I joined the occasional chorus of pedestrians bitching at honking motorists, laying into their horns at walkers forced streetside from the crud- and snow-clogged sidewalks. Around mile 13 of my trek, the world was much warmer, my vest long since shucked, my sleeves pushed up, and I paused on a paved plateau bridging a small park and a dead end street, to check something very important: whether Revolution Doughnuts, around the corner from Bobby’s and Lisa’s, would be open when I finished.
It would be. I had a tremendous snow-mer vacation not only being a good friend, doing something nice for my pals, but by doing so running. I felt for the first time in a while buoyant, hopeful; I felt accomplished. Everything was coming up roses.
But the day quickly turned.
Around mile 13 of my trek, the world was much warmer, my vest long since shucked, my sleeves pushed up, one drop remaining of six, and a glorious day all about. I paused on an asphalt plateau between Gilliam Park and Arizona Street’s dead end, to check when Revolution Doughnuts, around the corner from Bobby’s and Lisa’s, closed and to determine whether I’d time enough to get there (6 p.m.; yes). It was a quiet, peaceful moment.
Slicing through the thaw’s tranquility came the rapid Dopplering of a rotor, something spinning end over end in an increasingly urgent chung chung chung chung chung CHUNG then SMASH. A three-foot ice slab exploded into the ground a foot to my right with the violence of a bad report card, peppering my flank with shards. Panicked, shaken, I looked behind me; I looked ahead; then I followed the long rise of the 11Alive broadcast tower, up up up into the sky, where it waved not like the ponderous bamboo across my street, but menaceful purpose, tethered by tensioned wires.
We have all had close calls with bumpers and stun guns and hostile drivers; I have been hit several times while riding my bike; but this was the first time I knew with certainty that I would have died and was mere inches from it. Had the wind been slightly different, had I paused a step to the right: dust to dust. This was the closest call I have had, and no reflexes, no action, could have possibly saved me from being crushed to death.

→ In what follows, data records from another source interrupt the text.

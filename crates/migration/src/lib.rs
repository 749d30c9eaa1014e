//! Migrator registering entity-specific migrations in dependency order.
//! Indexes are applied last.
pub use sea_orm_migration::prelude::*;

mod m20240101_000001_create_spots;
mod m20240101_000002_create_barriers;
mod m20240101_000003_add_indexes;

pub struct Migrator;

#[async_trait::async_trait]
impl MigratorTrait for Migrator {
    fn migrations() -> Vec<Box<dyn MigrationTrait>> {
        vec![
            Box::new(m20240101_000001_create_spots::Migration),
            Box::new(m20240101_000002_create_barriers::Migration),
            // Indexes should always be applied last
            Box::new(m20240101_000003_add_indexes::Migration),
        ]
    }
}
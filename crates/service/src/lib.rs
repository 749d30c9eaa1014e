//! Store layer for parking spots and barriers.
//! - `SpotStore` and `BarrierStore` validate raw inputs, then run one atomic
//!   statement or transaction against the injected connection.
//! - Entities and enums come from the `models` crate.
//! - Failures are reported as [`errors::ServiceError`].

pub mod errors;
pub mod patch;
pub mod validation;
pub mod clock;
pub mod spots;
pub mod barriers;
pub mod runtime;
#[cfg(test)]
pub mod test_support;

pub use barriers::BarrierStore;
pub use spots::SpotStore;
impl SpotStore {
    pub fn new(db: DatabaseConnection) -> Self { Self { db } }

    /// Insert a new spot with status `FREE`. The label defaults to the id.
    #[instrument(skip(self, input))]
    pub async fn create(&self, input: CreateSpotInput) -> Result<spot::Model, ServiceError> {
        let id = validation::record_id(input.id)?;
        let label = validation::label(input.label)?;
        let distance = validation::finite_number(InvalidField::Distance, "distance", input.distance)?;
        let threshold = validation::finite_number(InvalidField::Threshold, "threshold", input.threshold)?;
        let debounce = validation::integer(InvalidField::Debounce, "debounce", input.debounce)?;

        let model = spot::Model {
            label: label.unwrap_or_else(|| id.clone()),
            id,
            status: SpotStatus::Free,
            distance: distance.into_option(),
            threshold: threshold.into_option(),
            debounce: debounce.into_option(),
            updated_at: now_iso(),
        };
        let am = spot::ActiveModel {
            id: Set(model.id.clone()),
            label: Set(model.label.clone()),
            status: Set(model.status),
            distance: Set(model.distance),
            threshold: Set(model.threshold),
            debounce: Set(model.debounce),
            updated_at: Set(model.updated_at.clone()),
        };

        match spot::Entity::insert(am).exec_without_returning(&self.db).await {
            Ok(_) => {
                info!(id = %model.id, label = %model.label, "spot_created");
                Ok(model)
            }
            Err(e) => Err(map_insert_error(e, &model.id)),
        }
    }

    /// All spots ordered by id.
    pub async fn list(&self) -> Result<Vec<spot::Model>, ServiceError> {
        let rows = spot::Entity::find()
            .order_by_asc(spot::Column::Id)
            .all(&self.db)
            .await?;
        Ok(rows)
    }

    pub async fn get(&self, id: &str) -> Result<spot::Model, ServiceError> {
        spot::Entity::find_by_id(id.to_string())
            .one(&self.db)
            .await?
            .ok_or_else(|| ServiceError::not_found("Spot"))
    }

    pub async fn get_status(&self, id: &str) -> Result<SpotStatusView, ServiceError> {
        let status = spot::Entity::find_by_id(id.to_string())
            .select_only()
            .column(spot::Column::Status)
            .into_tuple::<SpotStatus>()
            .one(&self.db)
            .await?
            .ok_or_else(|| ServiceError::not_found("Spot"))?;
        Ok(SpotStatusView { status })
    }

    /// Validate a raw payload and apply it as a merge-patch.
    #[instrument(skip(self, input))]
    pub async fn update_status(
        &self,
        id: &str,
        input: UpdateSpotStatusInput,
    ) -> Result<spot::Model, ServiceError> {
        let patch = SpotPatch::try_from(input)?;
        self.apply_patch(id, patch).await
    }

    /// Overwrite `status` and `updated_at`, plus whichever optional fields the
    /// patch carries. Returns the row as stored after the update.
    #[instrument(skip(self, patch), fields(status = %patch.status))]
    pub async fn apply_patch(
        &self,
        id: &str,
        patch: SpotPatch,
    ) -> Result<spot::Model, ServiceError> {
        let am = spot::ActiveModel {
            status: Set(patch.status),
            distance: patch.distance.into_active_value(),
            threshold: patch.threshold.into_active_value(),
            debounce: patch.debounce.into_active_value(),
            updated_at: Set(now_iso()),
            ..Default::default()
        };

        let txn = self.db.begin().await?;
        let res = spot::Entity::update_many()
            .set(am)
            .filter(spot::Column::Id.eq(id))
            .exec(&txn)
            .await?;
        if res.rows_affected == 0 {
            // dropping the transaction rolls it back
            return Err(ServiceError::not_found("Spot"));
        }
        let row = spot::Entity::find_by_id(id.to_string())
            .one(&txn)
            .await?
            .ok_or_else(|| ServiceError::not_found("Spot"))?;
        txn.commit().await?;

        info!(id = %row.id, status = %row.status, "spot_status_updated");
        Ok(row)
    }

    #[instrument(skip(self))]
    pub async fn delete(&self, id: &str) -> Result<(), ServiceError> {
        let res = spot::Entity::delete_by_id(id.to_string()).exec(&self.db).await?;
        if res.rows_affected == 0 {
            return Err(ServiceError::not_found("Spot"));
        }
        info!(%id, "spot_deleted");
        Ok(())
    }

    /// Ids of free spots, ordered by id.
    pub async fn list_available(&self) -> Result<Vec<AvailableSpot>, ServiceError> {
        let rows = spot::Entity::find()
            .select_only()
            .column(spot::Column::Id)
            .filter(spot::Column::Status.eq(SpotStatus::Free))
            .order_by_asc(spot::Column::Id)
            .into_model::<AvailableSpot>()
            .all(&self.db)
            .await?;
        Ok(rows)
    }

    /// Total/free/occupied counts from a single aggregate query.
    pub async fn aggregate(&self) -> Result<ParkingSummary, ServiceError> {
        let row = spot::Entity::find()
            .select_only()
            .column_as(Expr::col(spot::Column::Id).count(), "total")
            .column_as(Expr::cust("SUM(CASE WHEN status = 'FREE' THEN 1 ELSE 0 END)"), "free")
            .column_as(Expr::cust("SUM(CASE WHEN status = 'OCCUPIED' THEN 1 ELSE 0 END)"), "occupied")
            .into_model::<CountsRow>()
            .one(&self.db)
            .await?;
        Ok(row
            .map(|r| ParkingSummary {
                total: non_negative(r.total),
                free: non_negative(r.free),
                occupied: non_negative(r.occupied),
            })
            .unwrap_or_default())
    }
}
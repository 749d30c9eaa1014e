use chrono::{SecondsFormat, Utc};

/// Current UTC time as ISO-8601 with millisecond precision, e.g.
/// `2024-05-01T09:30:00.125Z`. All `updated_at` values come from here.
pub fn now_iso() -> String {
    Utc::now().to_rfc3339_opts(SecondsFormat::Millis, true)
}
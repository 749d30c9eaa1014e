pub mod routes;
pub mod startup;
pub mod state;
pub mod errors;
pub mod metrics;
pub mod openapi;

pub use startup::run;
pub use state::AppState;
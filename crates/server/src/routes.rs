use axum::{
    routing::{get, put},
    Json, Router,
};
use tower_http::{
    cors::CorsLayer,
    services::{ServeDir, ServeFile},
    trace::{TraceLayer, DefaultMakeSpan, DefaultOnRequest, DefaultOnResponse, DefaultOnFailure},
};
use tracing::Level;
use utoipa::OpenApi;

use common::types::Health;

use crate::{metrics, openapi::ApiDoc, state::AppState};

pub mod places;
pub mod parking;
pub mod barrier;

#[utoipa::path(get, path = "/health", tag = "health", responses((status = 200, description = "OK", body = crate::openapi::HealthResponse)))]
pub async fn health() -> Json<Health> {
    Json(Health { status: "ok" })
}

async fn metrics_text() -> (axum::http::StatusCode, String) {
    metrics::encode_metrics()
}

async fn openapi_json() -> Json<utoipa::openapi::OpenApi> {
    Json(ApiDoc::openapi())
}

/// Build the full application router: REST API, health/metrics, and the
/// static dashboard as fallback.
pub fn build_router(state: AppState, cors: CorsLayer, frontend_dir: &str) -> Router {
    let static_dir = ServeDir::new(frontend_dir)
        .fallback(ServeFile::new(format!("{frontend_dir}/index.html")));

    let api = Router::new()
        .route("/places", get(places::list).post(places::create))
        .route("/places/:id", get(places::get).delete(places::delete))
        .route("/places/:id/status", get(places::get_status).put(places::update_status))
        .route("/parking/available", get(parking::available))
        .route("/parking/state", get(parking::summary))
        .route("/barrier/:id", get(barrier::get))
        .route("/barrier/:id/state", put(barrier::set_state))
        .with_state(state);

    Router::new()
        .route("/health", get(health))
        .route("/metrics", get(metrics_text))
        .route("/api-docs/openapi.json", get(openapi_json))
        .merge(api)
        .fallback_service(static_dir)
        .layer(cors)
        .layer(
            TraceLayer::new_for_http()
                .make_span_with(
                    DefaultMakeSpan::new()
                        .level(Level::INFO)
                        .include_headers(false),
                )
                .on_request(
                    DefaultOnRequest::new()
                        .level(Level::INFO),
                )
                .on_response(
                    DefaultOnResponse::new()
                        .level(Level::INFO)
                        .include_headers(false),
                )
                // 5xx responses are logged at ERROR
                .on_failure(
                    DefaultOnFailure::new()
                        .level(Level::ERROR),
                )
        )
}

So I ran away. I ran to Bobby’s and Lisa’s. I ran to the doughnut shop. I walked home with my coffee and dessert, thinking about that close call. Thinking it would have been a pretty high note on which to end: smashed to pieces after being good to friends, having run all around the city I loved. An hour later, I began grasping just what happened, started shivering in shock. Yet in the moment, I felt nothing. Just … numb. I stood there watching danger descend, and only a half-minute after thought that I should probably move. Honestly, a day later and I am still trying to process this.
But so as not to end on a low note in this whirlwind of ice and thaw, of baking and buddies, of living life and my nearest miss, I give you my friend Eli, whom I saw on my walk home, and who is running a mile for each Olympic medal America brings home. Gaze upon this magnificent bastard, ye mighty, and despair.